Background: Biological procedures for the synthesis of copper nanoparticles (CuNPs) are eco-friendly, cost-effective, and easily scalable as compared to chemical and physical methods. Methods: In the present study, a simple fungus based synthesis method was used for copper nanoparticles. After morphological and molecular characterization of fungal strains, Aspergillus niger strain STA9 was used for CuNPs synthesis. Particles synthesized by fungi were characterized by UV-visible spectrophotometer, FTIR, and Zetasizer. The MTT anti-cancer, anti-diabetic and antibacterial assays of CuNPs were performed. Results: The CuNPs were produced at optimized conditions with a size of 500 nm, Z-average 398.2 nm, and 0.246 poly dispersion index.
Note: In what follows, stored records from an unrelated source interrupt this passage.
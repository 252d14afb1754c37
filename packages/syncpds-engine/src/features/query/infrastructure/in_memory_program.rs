/*
 * In-Memory Program Model
 *
 * A ProgramModel assembled by hand, for tests, benchmarks and embedders
 * that already have their own IR. Statement 0 of every method is its
 * Entry; each builder call appends one statement linked to the previous
 * one unless `no_fallthrough` was requested.
 *
 * Virtual dispatch walks a single-inheritance class table. Methods without
 * a body, and methods explicitly excluded, are out of scope.
 */

use crate::shared::models::{
    ControlFlowEdge, Field, InvokeExpr, Method, Rvalue, Statement, StatementKind, Val,
};
use crate::shared::ports::ProgramModel;
use std::collections::{BTreeMap, BTreeSet};

#[derive(Debug, Clone)]
struct MethodBody {
    params: Vec<Val>,
    this: Option<Val>,
    statements: Vec<StatementKind>,
    edges: Vec<ControlFlowEdge>,
}

#[derive(Debug, Clone, Default)]
struct ClassInfo {
    parent: Option<String>,
    methods: BTreeSet<String>,
}

/// Builds one method body statement by statement
#[derive(Debug, Clone)]
pub struct MethodBuilder {
    method: Method,
    body: MethodBody,
    fallthrough: bool,
}

impl MethodBuilder {
    pub fn new(method: Method) -> Self {
        Self {
            method,
            body: MethodBody {
                params: Vec::new(),
                this: None,
                statements: vec![StatementKind::Entry],
                edges: Vec::new(),
            },
            fallthrough: true,
        }
    }

    pub fn method(&self) -> &Method {
        &self.method
    }

    /// Local of this method
    pub fn local(&self, name: &str) -> Val {
        Val::local(name, &self.method)
    }

    pub fn params(&mut self, names: &[&str]) -> &mut Self {
        self.body.params = names.iter().map(|n| self.local(n)).collect();
        self
    }

    /// Declare an instance method with receiver local `this`
    pub fn with_this(&mut self) -> &mut Self {
        self.body.this = Some(self.local("this"));
        self
    }

    pub fn entry(&self) -> Statement {
        Statement::new(self.method.clone(), 0)
    }

    /// Next statement is not linked from the previous one
    pub fn no_fallthrough(&mut self) -> &mut Self {
        self.fallthrough = false;
        self
    }

    pub fn add_edge(&mut self, from: &Statement, to: &Statement) -> &mut Self {
        self.body
            .edges
            .push(ControlFlowEdge::new(from.clone(), to.clone()));
        self
    }

    pub fn push(&mut self, kind: StatementKind) -> Statement {
        let index = self.body.statements.len();
        let stmt = Statement::new(self.method.clone(), index);
        if self.fallthrough {
            self.body.edges.push(ControlFlowEdge::new(
                Statement::new(self.method.clone(), index - 1),
                stmt.clone(),
            ));
        }
        self.fallthrough = !kind.is_return();
        self.body.statements.push(kind);
        stmt
    }

    /// `lhs = new T()`
    pub fn alloc(&mut self, lhs: &str, type_name: &str) -> Statement {
        let lhs = self.local(lhs);
        self.push(StatementKind::Assign {
            lhs,
            rhs: Rvalue::New {
                type_name: type_name.to_string(),
            },
        })
    }

    /// `lhs = rhs`
    pub fn copy(&mut self, lhs: &str, rhs: &str) -> Statement {
        let (lhs, rhs) = (self.local(lhs), self.local(rhs));
        self.push(StatementKind::Assign {
            lhs,
            rhs: Rvalue::Local(rhs),
        })
    }

    pub fn assign_null(&mut self, lhs: &str) -> Statement {
        let lhs = self.local(lhs);
        self.push(StatementKind::Assign {
            lhs,
            rhs: Rvalue::Null,
        })
    }

    /// `lhs = base.field`
    pub fn load(&mut self, lhs: &str, base: &str, field: &str) -> Statement {
        let (lhs, base) = (self.local(lhs), self.local(base));
        self.push(StatementKind::Assign {
            lhs,
            rhs: Rvalue::Load {
                base,
                field: Field::named(field),
            },
        })
    }

    /// `base.field = rhs`
    pub fn store(&mut self, base: &str, field: &str, rhs: &str) -> Statement {
        let (base, rhs) = (self.local(base), self.local(rhs));
        self.push(StatementKind::Store {
            base,
            field: Field::named(field),
            rhs,
        })
    }

    /// `lhs = base[i]`
    pub fn array_load(&mut self, lhs: &str, base: &str) -> Statement {
        let (lhs, base) = (self.local(lhs), self.local(base));
        self.push(StatementKind::Assign {
            lhs,
            rhs: Rvalue::Load {
                base,
                field: Field::array(),
            },
        })
    }

    /// `base[i] = rhs`
    pub fn array_store(&mut self, base: &str, rhs: &str) -> Statement {
        let (base, rhs) = (self.local(base), self.local(rhs));
        self.push(StatementKind::Store {
            base,
            field: Field::array(),
            rhs,
        })
    }

    /// `Static.name = local`
    pub fn store_static(&mut self, name: &str, rhs: &str) -> Statement {
        let rhs = self.local(rhs);
        self.push(StatementKind::Assign {
            lhs: Val::static_field(name),
            rhs: Rvalue::Local(rhs),
        })
    }

    /// `local = Static.name`
    pub fn load_static(&mut self, lhs: &str, name: &str) -> Statement {
        let lhs = self.local(lhs);
        self.push(StatementKind::Assign {
            lhs,
            rhs: Rvalue::Local(Val::static_field(name)),
        })
    }

    /// Statically bound call `lhs = target(args)`
    pub fn call(&mut self, lhs: Option<&str>, target: &Method, args: &[&str]) -> Statement {
        let call = InvokeExpr {
            method_name: target.name.clone(),
            receiver: None,
            args: args.iter().map(|a| self.local(a)).collect(),
            static_target: Some(target.clone()),
        };
        let lhs = lhs.map(|l| self.local(l));
        self.push(StatementKind::Invoke { lhs, call })
    }

    /// Instance call with a known target (constructors, private methods)
    pub fn call_special(
        &mut self,
        lhs: Option<&str>,
        receiver: &str,
        target: &Method,
        args: &[&str],
    ) -> Statement {
        let call = InvokeExpr {
            method_name: target.name.clone(),
            receiver: Some(self.local(receiver)),
            args: args.iter().map(|a| self.local(a)).collect(),
            static_target: Some(target.clone()),
        };
        let lhs = lhs.map(|l| self.local(l));
        self.push(StatementKind::Invoke { lhs, call })
    }

    /// Dynamically dispatched call `lhs = receiver.name(args)`
    pub fn call_virtual(
        &mut self,
        lhs: Option<&str>,
        receiver: &str,
        method_name: &str,
        args: &[&str],
    ) -> Statement {
        let call = InvokeExpr {
            method_name: method_name.to_string(),
            receiver: Some(self.local(receiver)),
            args: args.iter().map(|a| self.local(a)).collect(),
            static_target: None,
        };
        let lhs = lhs.map(|l| self.local(l));
        self.push(StatementKind::Invoke { lhs, call })
    }

    pub fn nop(&mut self) -> Statement {
        self.push(StatementKind::Nop)
    }

    pub fn ret(&mut self, value: Option<&str>) -> Statement {
        let value = value.map(|v| self.local(v));
        self.push(StatementKind::Return { value })
    }
}

#[derive(Debug, Clone, Default)]
pub struct InMemoryProgram {
    bodies: BTreeMap<Method, MethodBody>,
    classes: BTreeMap<String, ClassInfo>,
    excluded: BTreeSet<Method>,
}

impl InMemoryProgram {
    pub fn new() -> Self {
        Self::default()
    }

    /// Register a finished method body; the method's class declares it
    pub fn add_method(&mut self, builder: MethodBuilder) -> Method {
        let MethodBuilder { method, body, .. } = builder;
        self.classes
            .entry(method.declaring_class.clone())
            .or_default()
            .methods
            .insert(method.name.clone());
        self.bodies.insert(method.clone(), body);
        method
    }

    /// Declare `class` with an optional superclass
    pub fn declare_class(&mut self, class: &str, parent: Option<&str>) -> &mut Self {
        let info = self.classes.entry(class.to_string()).or_default();
        info.parent = parent.map(str::to_string);
        self
    }

    /// Keep `method` opaque even when it has a body
    pub fn exclude(&mut self, method: &Method) -> &mut Self {
        self.excluded.insert(method.clone());
        self
    }

    pub fn method_count(&self) -> usize {
        self.bodies.len()
    }
}

impl ProgramModel for InMemoryProgram {
    fn methods(&self) -> Vec<Method> {
        self.bodies.keys().cloned().collect()
    }

    fn statements(&self, method: &Method) -> Vec<Statement> {
        self.bodies
            .get(method)
            .map(|body| {
                (0..body.statements.len())
                    .map(|i| Statement::new(method.clone(), i))
                    .collect()
            })
            .unwrap_or_default()
    }

    fn statement(&self, stmt: &Statement) -> Option<&StatementKind> {
        self.bodies.get(&stmt.method)?.statements.get(stmt.index)
    }

    fn edges(&self, method: &Method) -> Vec<ControlFlowEdge> {
        self.bodies
            .get(method)
            .map(|body| body.edges.clone())
            .unwrap_or_default()
    }

    fn parameters(&self, method: &Method) -> Vec<Val> {
        self.bodies
            .get(method)
            .map(|body| body.params.clone())
            .unwrap_or_default()
    }

    fn this_local(&self, method: &Method) -> Option<Val> {
        self.bodies.get(method)?.this.clone()
    }

    fn call_targets(&self, stmt: &Statement) -> Vec<Method> {
        self.invoke_expr(stmt)
            .and_then(|call| call.static_target.clone())
            .into_iter()
            .collect()
    }

    fn resolve_virtual(&self, type_name: &str, method_name: &str) -> Option<Method> {
        let mut class = Some(type_name.to_string());
        let mut seen = BTreeSet::new();
        while let Some(name) = class {
            if !seen.insert(name.clone()) {
                return None;
            }
            let info = self.classes.get(&name)?;
            if info.methods.contains(method_name) {
                return Some(Method::new(name, method_name));
            }
            class = info.parent.clone();
        }
        None
    }

    fn in_scope(&self, method: &Method) -> bool {
        self.bodies.contains_key(method) && !self.excluded.contains(method)
    }
}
These particles were quantified at 480 nm and FTIR confirmed the existence of O-H and -C=C- functional groups. MTT assay revealed that CuNPs have a significant cytotoxic effect against human hepatocellular carcinoma cell lines (Huh-7) with 3.09 mu g/ml IC50 value. Alpha-glucosidase inhibition showed that CuNPs have a moderate antidiabetic effect. The agar well antibacterial effect indicated 19, 21, 16, 20, and 17 mm zone of inhibition against Escherichia coli, Staphylococcus aureus, Klebsiella pneumoniae, Micrococcus luteus and Bacillus subtilis respectively. Conclusion: Such biomedical applications of CuNPs reveal the importance of a targeted drug delivery system.